Daumier often took sketchbooks to the Palace of Justice in Paris, and numerous sketches of lawyers in the act of arguing a case survive, including close studies of faces like those in the Herman drawing. While Daumier also drew from memory and had a stock of character types,2 the thin, cheap paper used for this drawing, seemingly torn from a notebook, suggests that it may well be a sketch Daumier made on the spot. K. E. Maison has questioned the authenticity of the thick, dark vertical lines in the Herman drawing, suggesting that they were drawn by another hand over an autograph sketch by Daumier.3 Agnes Mongan disagreed with Maison’s assessment; and, indeed, such bold, reinforcing lines can be found in many other accepted Daumier drawings and seem to be of a piece with the rapidly drawn character of this and other sheets in his oeuvre.4
While this drawing has been linked to Daumier’s painting The Pardon (Musée d’Orsay, Paris, 1865–1867), the connection is tenuous.5 It is much closer to a group of sketches and more finished watercolors of the 1860s depicting lawyers pleading cases, leaning forward with a hat beside them on the bar. In a number of these works the lawyer’s face strikingly resembles that in the Herman drawing.6
Daumier characteristically depicted lawyers behaving theatrically as here because he considered them as a type of actor, as well as coldly arrogant and self-serving.7 He knew lawyers well, having worked as a messenger boy in the Palace of Justice, and in 1831 he was jailed for producing a lithograph satirizing King Louis-Philippe.

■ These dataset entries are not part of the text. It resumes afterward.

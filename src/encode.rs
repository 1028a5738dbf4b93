//! Line encoders turn raw file lines into display markup.
//!
//! The renderer only sees [`LineEncoder`]; whatever it returns is placed in
//! the row plan verbatim. Encoders never fail: a highlighter that cannot
//! handle a line falls back to plain output.

use crate::text::{escape_html, prepare_line};

pub trait LineEncoder {
    /// Encode one raw line, expanding tabs to `tab_replacement` and keeping at
    /// most `max_width` characters of source text (0 means unlimited).
    fn encode(&self, line: &str, max_width: usize, tab_replacement: &str) -> String;
}

impl<F> LineEncoder for F
where
    F: Fn(&str, usize, &str) -> String,
{
    fn encode(&self, line: &str, max_width: usize, tab_replacement: &str) -> String {
        self(line, max_width, tab_replacement)
    }
}

/// Unhighlighted encoder.
#[derive(Debug, Clone, Copy, PartialEq, Eq)]
pub struct PlainEncoder {
    escape_html: bool,
}

impl PlainEncoder {
    /// HTML-escaped output for browser rendering.
    #[must_use]
    pub const fn html() -> Self {
        Self { escape_html: true }
    }

    /// Text output for terminals and logs.
    #[must_use]
    pub const fn text() -> Self {
        Self { escape_html: false }
    }
}

impl Default for PlainEncoder {
    fn default() -> Self {
        Self::html()
    }
}

impl LineEncoder for PlainEncoder {
    fn encode(&self, line: &str, max_width: usize, tab_replacement: &str) -> String {
        let prepared = prepare_line(line, max_width, tab_replacement);
        if self.escape_html {
            escape_html(&prepared)
        } else {
            prepared
        }
    }
}

#[cfg(test)]
mod tests {
    use super::*;

    #[test]
    fn test_plain_html_escapes() {
        let encoder = PlainEncoder::html();
        assert_eq!(encoder.encode("\tVec<u8>", 0, "  "), "  Vec&lt;u8&gt;");
    }

    #[test]
    fn test_plain_text_truncates() {
        let encoder = PlainEncoder::text();
        assert_eq!(encoder.encode("a <long> line", 6, "  "), "a <lon");
    }

    #[test]
    fn test_closures_are_encoders() {
        let shout = |line: &str, _: usize, _: &str| line.to_uppercase();
        let encoder: &dyn LineEncoder = &shout;
        assert_eq!(encoder.encode("quiet", 0, ""), "QUIET");
    }
}
//! Syntax highlighting encoder using syntect
//!
//! Produces inline-styled HTML spans for one line at a time. The syntax is
//! picked from the file path the encoder was created for.

use std::path::Path;

use syntect::easy::HighlightLines;
use syntect::highlighting::{Theme, ThemeSet};
use syntect::html::{IncludeBackground, styled_line_to_highlighted_html};
use syntect::parsing::{SyntaxReference, SyntaxSet};

use crate::encode::{LineEncoder, PlainEncoder};
use crate::text::prepare_line;

/// Theme used when none is configured or the configured one is unknown.
pub const DEFAULT_SYNTAX_THEME: &str = "InspiredGitHub";

/// Syntax-highlighting [`LineEncoder`] for one file.
///
/// Each line is highlighted on its own with fresh parser state. Constructs
/// spanning lines (block comments, raw strings, heredocs) are only coloured
/// correctly on their first line.
pub struct SyntaxEncoder {
    syntax_set: SyntaxSet,
    theme: Theme,
    file_path: String,
    fallback: PlainEncoder,
}

impl SyntaxEncoder {
    /// Create an encoder for `file_path` with the default theme.
    #[must_use]
    pub fn new(file_path: impl Into<String>) -> Self {
        Self::with_theme(file_path, DEFAULT_SYNTAX_THEME)
    }

    /// Create an encoder with a specific syntect theme name.
    #[must_use]
    pub fn with_theme(file_path: impl Into<String>, theme_name: &str) -> Self {
        let mut theme_set = ThemeSet::load_defaults();
        let theme = theme_set
            .themes
            .remove(theme_name)
            .or_else(|| theme_set.themes.remove(DEFAULT_SYNTAX_THEME))
            .unwrap_or_default();

        Self {
            syntax_set: SyntaxSet::load_defaults_nonewlines(),
            theme,
            file_path: file_path.into(),
            fallback: PlainEncoder::html(),
        }
    }

    /// Whether a syntax was found for the file path.
    #[must_use]
    pub fn has_syntax(&self) -> bool {
        self.syntax_for_path().is_some()
    }

    /// Get syntax reference for the file path (by extension, then name)
    fn syntax_for_path(&self) -> Option<&SyntaxReference> {
        let path = Path::new(&self.file_path);

        if let Some(ext) = path.extension().and_then(|e| e.to_str()) {
            if let Some(syntax) = self.syntax_set.find_syntax_by_extension(ext) {
                return Some(syntax);
            }
        }

        let name = path.file_name().and_then(|n| n.to_str())?;
        match name {
            "Makefile" | "makefile" | "GNUmakefile" => {
                self.syntax_set.find_syntax_by_extension("make")
            }
            "Dockerfile" => self.syntax_set.find_syntax_by_extension("dockerfile"),
            "Cargo.lock" => self.syntax_set.find_syntax_by_extension("toml"),
            _ => None,
        }
    }
}

impl LineEncoder for SyntaxEncoder {
    fn encode(&self, line: &str, max_width: usize, tab_replacement: &str) -> String {
        let Some(syntax) = self.syntax_for_path() else {
            return self.fallback.encode(line, max_width, tab_replacement);
        };

        let prepared = prepare_line(line, max_width, tab_replacement);
        let mut highlighter = HighlightLines::new(syntax, &self.theme);
        highlighter
            .highlight_line(&prepared, &self.syntax_set)
            .ok()
            .and_then(|ranges| styled_line_to_highlighted_html(&ranges, IncludeBackground::No).ok())
            .unwrap_or_else(|| self.fallback.encode(&prepared, 0, tab_replacement))
    }
}
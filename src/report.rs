//! Plain-text rendering of a row plan for terminals and logs.

use std::fmt::Write;

use crate::comments::Comment;
use crate::layout::{REPORT_COMMENT_INDENT, REPORT_LINE_NUM_WIDTH, split_column_width};
use crate::render::{Layout, LineCell, RenderRow, RowPlan};
use crate::text::pad_to_width;

/// Format `plan` as aligned text, one output line per row plus one per
/// comment.
#[must_use]
pub fn format_plan(plan: &RowPlan) -> String {
    let column = split_column_width(widest_left_cell(plan));
    let mut out = String::new();

    for row in plan.rows() {
        match row {
            RenderRow::Omitted(run) => {
                let _ = writeln!(out, "{}", run.label());
            }
            RenderRow::Split { left, right } => {
                let left_text = cell_text(left.as_ref());
                let _ = writeln!(
                    out,
                    "{} {} | {} {}",
                    line_num(left.as_ref().map(|c| c.line_number)),
                    pad_to_width(left_text, column),
                    line_num(right.as_ref().map(|c| c.line_number)),
                    cell_text(right.as_ref()),
                );
                for cell in [left, right].into_iter().flatten() {
                    push_comments(&mut out, &cell.comments);
                }
            }
            RenderRow::Unified {
                base_line,
                diff_line,
                markup,
                comments,
            } => {
                if plan.layout == Layout::SingleRevision {
                    let _ = writeln!(out, "{} {markup}", line_num(*base_line));
                } else {
                    let sign = match (base_line, diff_line) {
                        (Some(_), None) => '-',
                        (None, Some(_)) => '+',
                        _ => ' ',
                    };
                    let _ = writeln!(
                        out,
                        "{} {} {sign} {markup}",
                        line_num(*base_line),
                        line_num(*diff_line),
                    );
                }
                push_comments(&mut out, comments);
            }
        }
    }
    out
}

fn widest_left_cell(plan: &RowPlan) -> usize {
    plan.rows()
        .filter_map(|row| match row {
            RenderRow::Split { left: Some(cell), .. } => Some(cell.markup.chars().count()),
            _ => None,
        })
        .max()
        .unwrap_or(0)
}

fn cell_text(cell: Option<&LineCell>) -> &str {
    cell.map_or("", |c| c.markup.as_str())
}

fn line_num(line: Option<usize>) -> String {
    line.map_or_else(
        || " ".repeat(REPORT_LINE_NUM_WIDTH),
        |n| format!("{n:>width$}", width = REPORT_LINE_NUM_WIDTH),
    )
}

fn push_comments(out: &mut String, comments: &[Comment]) {
    let indent = " ".repeat(REPORT_COMMENT_INDENT);
    for comment in comments {
        let _ = writeln!(out, "{indent}# {}: {}", comment.author, comment.body);
    }
}
//! Normal-format diff parsing, patched-text reconstruction and segmenting

mod cursor;
mod parse;
mod patched;
mod segment;

pub use cursor::{LineCursor, LineSource, TextLines, line_count};
pub use parse::{
    CHANGE_SEPARATOR, Hunk, HunkHeader, HunkLine, HunkOp, HunkTokenizer, NO_NEWLINE_MARKER,
    TokenizerState, parse_hunks,
};
pub use patched::{PatchedTextReader, apply_hunks};
pub use segment::{Segment, SegmentClassifier, SegmentKind, classify};
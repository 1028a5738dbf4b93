//! Centralized layout constants.
//!
//! Defaults for context elision and line encoding live here so the config
//! defaults, the renderer and the text report agree.

// --- Context elision ---

/// Lines kept visible on each side of a comment or file boundary.
pub const DEFAULT_CONTEXT_WINDOW: usize = 50;

/// Unchanged segments with more rows than this are candidates for elision.
pub const DEFAULT_ELISION_THRESHOLD: usize = 100;

// --- Line encoding ---

/// 0 keeps whole lines.
pub const DEFAULT_MAX_LINE_WIDTH: usize = 0;
pub const DEFAULT_TAB_REPLACEMENT: &str = "    ";

// --- Text report ---

pub const REPORT_LINE_NUM_WIDTH: usize = 5;
pub const REPORT_MAX_COLUMN_WIDTH: usize = 80;
pub const REPORT_COMMENT_INDENT: usize = 8;

/// Width of the left column of a split report, given the widest left cell.
pub fn split_column_width(widest_left: usize) -> usize {
    widest_left.min(REPORT_MAX_COLUMN_WIDTH)
}
//! Side-by-side rows (two columns, base on the left by default).

use super::context::PlanItem;
use super::{CellEncoder, RenderRow};

pub(super) fn split_rows(
    items: Vec<PlanItem>,
    base_on_left: bool,
    cells: &CellEncoder<'_>,
) -> Vec<RenderRow> {
    items
        .into_iter()
        .map(|item| match item {
            PlanItem::Omitted(run) => RenderRow::Omitted(run),
            PlanItem::Line(paired) => {
                let base = paired.base.map(|entry| cells.cell(entry));
                let diff = paired.diff.map(|entry| cells.cell(entry));
                let (left, right) = if base_on_left { (base, diff) } else { (diff, base) };
                RenderRow::Split { left, right }
            }
        })
        .collect()
}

He also experienced financial woes that put him in contact with creditors and other legal professionals on a regular basis, and that may well account for the pointed intensity with which he depicted them.8
1. Colta Ives, Margret Stuffman, and Martin Sonnebend, Daumier Drawings, New York, 1992, 3.

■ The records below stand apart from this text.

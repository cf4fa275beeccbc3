//! End-to-end encryption for one transfer: ephemeral X25519 agreement, HKDF-SHA256 key
//! derivation, short fingerprints, per-chunk ChaCha20-Poly1305 with a random 96-bit nonce.

use base64::engine::general_purpose::STANDARD as BASE64;
use base64::Engine as _;
use chacha20poly1305::aead::{Aead, KeyInit};
use chacha20poly1305::{ChaCha20Poly1305, Nonce};
use hkdf::Hkdf;
use rand::rngs::OsRng;
use rand::RngCore;
use sha2::{Digest, Sha256};
use x25519_dalek::{EphemeralSecret, PublicKey};
use zeroize::Zeroize;

/// Nonce prepended to every sealed chunk.
pub const NONCE_LEN: usize = 12;
/// Poly1305 tag appended by the cipher.
pub const TAG_LEN: usize = 16;
/// Bytes a sealed chunk carries on top of its plaintext.
pub const SEAL_OVERHEAD: usize = NONCE_LEN + TAG_LEN;

const KEY_INFO: &[u8] = b"beam-chunk-key-v1";

/// Ephemeral key pair for one transfer negotiation. Consumed by `complete`.
pub struct Handshake {
    secret: EphemeralSecret,
    public: PublicKey,
}

impl Handshake {
    pub fn generate() -> Self {
        let secret = EphemeralSecret::random_from_rng(OsRng);
        let public = PublicKey::from(&secret);
        Self { secret, public }
    }

    /// Public key as carried in `file_offer` / `file_response` (`pubkey`, base64).
    pub fn public_key_b64(&self) -> String {
        BASE64.encode(self.public.as_bytes())
    }

    /// Agree with the peer's public key and derive the transfer's session.
    pub fn complete(self, peer_public_b64: &str) -> Result<E2eeSession, E2eeError> {
        let raw = BASE64
            .decode(peer_public_b64.trim())
            .map_err(|_| E2eeError::InvalidPublicKey)?;
        let bytes: [u8; 32] = raw.try_into().map_err(|_| E2eeError::InvalidPublicKey)?;
        let shared = self.secret.diffie_hellman(&PublicKey::from(bytes));
        if !shared.was_contributory() {
            return Err(E2eeError::InvalidPublicKey);
        }
        let mut secret = shared.to_bytes();
        let key = derive_session_key(&secret);
        let local_fingerprint = fingerprint(&secret);
        secret.zeroize();
        Ok(E2eeSession {
            key: key?,
            local_fingerprint,
            remote_fingerprint: None,
        })
    }
}

/// Derive the 32-byte chunk key from the raw shared secret.
pub fn derive_session_key(shared_secret: &[u8; 32]) -> Result<[u8; 32], E2eeError> {
    let hk = Hkdf::<Sha256>::new(None, shared_secret);
    let mut key = [0u8; 32];
    hk.expand(KEY_INFO, &mut key).map_err(|_| E2eeError::Key)?;
    Ok(key)
}

/// Human-comparable digest of the shared secret: first 8 bytes of SHA-256, `AB-CD-..`.
pub fn fingerprint(shared_secret: &[u8; 32]) -> String {
    let digest = Sha256::digest(shared_secret);
    digest[..8]
        .iter()
        .map(|b| format!("{b:02X}"))
        .collect::<Vec<_>>()
        .join("-")
}

/// Encrypt a chunk: `nonce || ciphertext+tag`.
pub fn seal_chunk(key: &[u8; 32], plaintext: &[u8]) -> Result<Vec<u8>, E2eeError> {
    let cipher = ChaCha20Poly1305::new_from_slice(key).map_err(|_| E2eeError::Key)?;
    let mut nonce = [0u8; NONCE_LEN];
    rand::thread_rng().fill_bytes(&mut nonce);
    let ciphertext = cipher
        .encrypt(Nonce::from_slice(&nonce), plaintext)
        .map_err(|_| E2eeError::Encrypt)?;
    let mut out = Vec::with_capacity(NONCE_LEN + ciphertext.len());
    out.extend_from_slice(&nonce);
    out.extend_from_slice(&ciphertext);
    Ok(out)
}

/// Decrypt a chunk produced by `seal_chunk`. Any tampering or wrong key is an error.
pub fn open_chunk(key: &[u8; 32], sealed: &[u8]) -> Result<Vec<u8>, E2eeError> {
    if sealed.len() < SEAL_OVERHEAD {
        return Err(E2eeError::Truncated(sealed.len()));
    }
    let cipher = ChaCha20Poly1305::new_from_slice(key).map_err(|_| E2eeError::Key)?;
    let (nonce, ciphertext) = sealed.split_at(NONCE_LEN);
    cipher
        .decrypt(Nonce::from_slice(nonce), ciphertext)
        .map_err(|_| E2eeError::Decrypt)
}

/// Encryption state bound to a single transfer. The key is wiped when the session drops.
pub struct E2eeSession {
    key: [u8; 32],
    local_fingerprint: String,
    remote_fingerprint: Option<String>,
}

impl E2eeSession {
    pub fn seal(&self, plaintext: &[u8]) -> Result<Vec<u8>, E2eeError> {
        seal_chunk(&self.key, plaintext)
    }

    pub fn open(&self, sealed: &[u8]) -> Result<Vec<u8>, E2eeError> {
        open_chunk(&self.key, sealed)
    }

    pub fn local_fingerprint(&self) -> &str {
        &self.local_fingerprint
    }

    pub fn remote_fingerprint(&self) -> Option<&str> {
        self.remote_fingerprint.as_deref()
    }

    pub fn set_remote_fingerprint(&mut self, fingerprint: String) {
        self.remote_fingerprint = Some(fingerprint);
    }

    /// Advisory only: a mismatch is reported, transfers are not blocked on it.
    pub fn is_verified(&self) -> bool {
        self.remote_fingerprint.as_deref() == Some(self.local_fingerprint.as_str())
    }
}

impl Drop for E2eeSession {
    fn drop(&mut self) {
        self.key.zeroize();
    }
}

impl std::fmt::Debug for E2eeSession {
    fn fmt(&self, f: &mut std::fmt::Formatter<'_>) -> std::fmt::Result {
        f.debug_struct("E2eeSession")
            .field("local_fingerprint", &self.local_fingerprint)
            .field("remote_fingerprint", &self.remote_fingerprint)
            .finish_non_exhaustive()
    }
}

#[derive(Debug, Clone, PartialEq, Eq, thiserror::Error)]
pub enum E2eeError {
    #[error("invalid peer public key")]
    InvalidPublicKey,
    #[error("invalid key")]
    Key,
    #[error("encryption failed")]
    Encrypt,
    #[error("decryption failed")]
    Decrypt,
    #[error("sealed chunk too short ({0} bytes)")]
    Truncated(usize),
}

2. Robert Rey, Honoré Daumier, New York, 1984, 132.
3. Letter from K. E. Maison to Frederick Herman, 12 March 1962. Museum curatorial files.

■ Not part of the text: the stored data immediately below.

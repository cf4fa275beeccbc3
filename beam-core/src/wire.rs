//! Peer-channel framing: DATA and ACK binary frames, fixed-width big-endian integers.
//!
//! ```text
//! DATA  [0x43][file_id:8][offset:8][timestamp:8][payload:N]   header 25 bytes
//! ACK   [0x41][file_id:8][received:8]                          17 bytes
//! ```

use crate::protocol::FileId;

pub const TAG_DATA: u8 = 0x43;
pub const TAG_ACK: u8 = 0x41;

/// Size of the DATA header preceding the payload.
pub const DATA_HEADER_LEN: usize = 1 + 8 + 8 + 8;
/// Size of an ACK frame.
pub const ACK_FRAME_LEN: usize = 1 + 8 + 8;

/// One chunk of file content. `payload` is ciphertext (nonce-prefixed) when the transfer is encrypted.
#[derive(Debug, Clone, PartialEq, Eq)]
pub struct DataFrame {
    pub file_id: FileId,
    pub offset: u64,
    pub timestamp_ms: u64,
    pub payload: Vec<u8>,
}

/// Cumulative acknowledgment: total bytes the receiver has stored for `file_id`.
#[derive(Debug, Clone, Copy, PartialEq, Eq)]
pub struct AckFrame {
    pub file_id: FileId,
    pub received: u64,
}

#[derive(Debug, Clone, PartialEq, Eq)]
pub enum Frame {
    Data(DataFrame),
    Ack(AckFrame),
}

/// Encode a DATA frame around an already prepared payload.
pub fn encode_data(file_id: FileId, offset: u64, timestamp_ms: u64, payload: &[u8]) -> Vec<u8> {
    let mut out = Vec::with_capacity(DATA_HEADER_LEN + payload.len());
    out.push(TAG_DATA);
    out.extend_from_slice(&file_id.get().to_be_bytes());
    out.extend_from_slice(&offset.to_be_bytes());
    out.extend_from_slice(&timestamp_ms.to_be_bytes());
    out.extend_from_slice(payload);
    out
}

pub fn encode_ack(file_id: FileId, received: u64) -> [u8; ACK_FRAME_LEN] {
    let mut out = [0u8; ACK_FRAME_LEN];
    out[0] = TAG_ACK;
    out[1..9].copy_from_slice(&file_id.get().to_be_bytes());
    out[9..17].copy_from_slice(&received.to_be_bytes());
    out
}

impl Frame {
    pub fn encode(&self) -> Vec<u8> {
        match self {
            Frame::Data(d) => encode_data(d.file_id, d.offset, d.timestamp_ms, &d.payload),
            Frame::Ack(a) => encode_ack(a.file_id, a.received).to_vec(),
        }
    }
}

/// Decode one frame occupying all of `bytes`.
pub fn decode_frame(bytes: &[u8]) -> Result<Frame, FrameDecodeError> {
    let Some(&tag) = bytes.first() else {
        return Err(FrameDecodeError::Empty);
    };
    match tag {
        TAG_DATA => {
            if bytes.len() < DATA_HEADER_LEN {
                return Err(FrameDecodeError::TooShort {
                    expected: DATA_HEADER_LEN,
                    actual: bytes.len(),
                });
            }
            Ok(Frame::Data(DataFrame {
                file_id: FileId::new(read_u64(&bytes[1..9])),
                offset: read_u64(&bytes[9..17]),
                timestamp_ms: read_u64(&bytes[17..25]),
                payload: bytes[DATA_HEADER_LEN..].to_vec(),
            }))
        }
        TAG_ACK => {
            if bytes.len() < ACK_FRAME_LEN {
                return Err(FrameDecodeError::TooShort {
                    expected: ACK_FRAME_LEN,
                    actual: bytes.len(),
                });
            }
            Ok(Frame::Ack(AckFrame {
                file_id: FileId::new(read_u64(&bytes[1..9])),
                received: read_u64(&bytes[9..17]),
            }))
        }
        other => Err(FrameDecodeError::UnknownTag(other)),
    }
}

fn read_u64(b: &[u8]) -> u64 {
    let mut buf = [0u8; 8];
    buf.copy_from_slice(&b[..8]);
    u64::from_be_bytes(buf)
}

/// Error decoding a peer-channel frame. Callers drop the frame; the session continues.
#[derive(Debug, Clone, PartialEq, Eq, thiserror::Error)]
pub enum FrameDecodeError {
    #[error("empty frame")]
    Empty,
    #[error("frame too short: need {expected} bytes, got {actual}")]
    TooShort { expected: usize, actual: usize },
    #[error("unknown frame tag {0:#04x}")]
    UnknownTag(u8),
}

4. Mongan’s comment to the Hermans is recorded in the Museum curatorial files. Ives, et al., Daumier Drawings, 23. A drawing in a Parisian private collection of a lawyer with his arms spread is especially close to the Herman drawing in the presence of these heavy reinforcing lines. See K. E. Maison, Honoré Daumier: Catalogue Raisonné of the Paintings, Watercolors,and Drawings. New York, 1967, Vol. 2, no. 648, plate 245.
5. Letter from Werner R. Deusch to Joseph Fach, 26 May 1948. Museum curatorial files.
6. See Maison, Honoré Daumier, Vol. 2, nos. 622, 625 (plate 236), 629 (plate 237), 667, 668 (plate 255).
7. Pierre Cabanne, Daumier: Painter of the Human Comedy, trans. Lisa Davidson, Paris, 1999, 44.
8. Bruce Laughton, Honoré Daumier, New Haven, 1996, 68.